Immer wieder ist „Blau“ ihre Farbe. Als sie noch auf Papier und Leinwand malte, entstanden metergroße monochrome Arbeiten; in das Blau wollte sie „hineingehen“.
Monochrom und blau? Genau: wir denken dabei unwillkürklich an Yves Klein.
Als „Yves le Monochrome“ nahm er (Yves Klein, Anm. der Red.) für sich in Anspruch, die Einfarbigkeit in die Kunst eingeführt zu haben. Bemalte er zu Beginn seiner „blauen Epoche“ Leinwände mit dem reinen Pigment, …“(*)
Inga Müller jedoch geht hier entscheidend weiter: Leinwand findet sich hier nirgendwo. Inga ist Meisterschülerin bei Günter Umberg an der Karlsruher Kunstakademie und hat als solche hier ein großes Atelier zur Verfügung.
(*)(Michael Herholzer in der FAZ vom Montag, dem 13. September 2004 über Yves Klein anläßlich der Retrospektive in der Frankfurter Schirn von 19.09.2004 bis 09.01.2005)

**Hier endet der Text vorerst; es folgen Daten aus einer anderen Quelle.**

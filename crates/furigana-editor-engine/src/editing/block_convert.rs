//! Per-block conversion: a line break converts only the block holding the
//! caret and opens a fresh block below it.

use crate::annotation::AnnotatedSpan;
use crate::convert::{ConvertOptions, Converter};
use crate::editing::{Block, Caret, Document, EditError, Inline, Node, Patch};

/// Converts every raw text run of `block` that has non-whitespace content.
/// Annotated runs and blank text are copied through unchanged; the block
/// keeps its id.
pub fn convert_block(
    block: &Block,
    converter: &dyn Converter,
    options: &ConvertOptions,
) -> Result<Block, EditError> {
    let mut inlines = Vec::with_capacity(block.inlines().len());
    for inline in block.inlines() {
        match inline {
            Inline::Text(text) if !text.trim().is_empty() => {
                let markup = converter.convert(text, options)?;
                inlines.push(Inline::Annotated(AnnotatedSpan::from_markup(
                    text.clone(),
                    markup,
                )));
            }
            other => inlines.push(other.clone()),
        }
    }
    Ok(Block::from_parts(block.id(), inlines))
}

impl Document {
    /// Index of the block holding `caret`, or `None` when the caret is on a
    /// loose root node or past the last child.
    pub fn locate_active_block(&self, caret: Caret) -> Option<usize> {
        match self.children.get(caret.child) {
            Some(Node::Block(_)) => Some(caret.child),
            _ => None,
        }
    }

    /// Repairs the root so the caret is inside a block again.
    ///
    /// An empty document gets one empty block. Otherwise every root child is
    /// gathered, in order, into a single new block which becomes the whole
    /// document, with the caret at its end. Line structure between former
    /// blocks is not preserved.
    pub(crate) fn recover_active_block(&mut self) -> usize {
        if self.children.is_empty() {
            log::debug!("Document has no blocks; creating one");
            self.children.push(Node::Block(Block::new()));
            self.caret = Caret::new(0, 0);
            return 0;
        }

        log::debug!(
            "Caret {:?} is outside any block; collecting {} root nodes into one block",
            self.caret,
            self.children.len()
        );
        let mut inlines = Vec::new();
        for node in self.children.drain(..) {
            match node {
                Node::Block(block) => inlines.extend(block.into_inlines()),
                Node::Loose(inline) => inlines.push(inline),
            }
        }
        let block = Block::with_inlines(inlines);
        let end = block.len();
        self.children.push(Node::Block(block));
        let index = self.children.len() - 1;
        self.caret = Caret::new(index, end);
        index
    }

    /// Handles a confirmed line break.
    ///
    /// Converts the active block (recovering one first if needed), then
    /// inserts an empty block after it and moves the caret there. The edit is
    /// all-or-nothing: if conversion fails the document and caret are left
    /// exactly as they were.
    pub fn confirm_line_break(
        &mut self,
        converter: &dyn Converter,
        options: &ConvertOptions,
    ) -> Result<Patch, EditError> {
        let mut next = self.clone();
        let index = match next.locate_active_block(next.caret) {
            Some(index) => index,
            None => next.recover_active_block(),
        };

        let block = next.block(index).ok_or(EditError::NoActiveBlock)?;
        let converted = convert_block(block, converter, options).inspect_err(|e| {
            log::warn!("Conversion of block {index} failed, line break abandoned: {e}");
        })?;

        next.caret = Caret::new(index, converted.len());
        next.children[index] = Node::Block(converted);

        next.children.insert(index + 1, Node::Block(Block::new()));
        next.caret = Caret::new(index + 1, 0);
        next.version += 1;

        *self = next;
        Ok(self.patch(index..index + 2))
    }
}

Hier wird deutlich: bei Inga Müller gibt es keine “blaue Epoche“; sie verwendet sehr viele Farben, etwa 50 verschiedene sind es, die immer wieder – aber immer als reine, unvermischte Farbe – zum Einsatz kommen. “Scharlachrot“ heißt das Pigment, das mich am stärksten fasziniert.
Kleinere flächige, jeweils monochrome Arbeiten an den Wänden erweisen sich sehr kraftvoll und dominieren mit ihrer Intensität den großen Atelierraum.
Das geht natürlich nicht ohne Trägermaterial, doch anstelle von Leinwand kommt hier sehr leichte und unscheinbare Vlieseline zum Einsatz.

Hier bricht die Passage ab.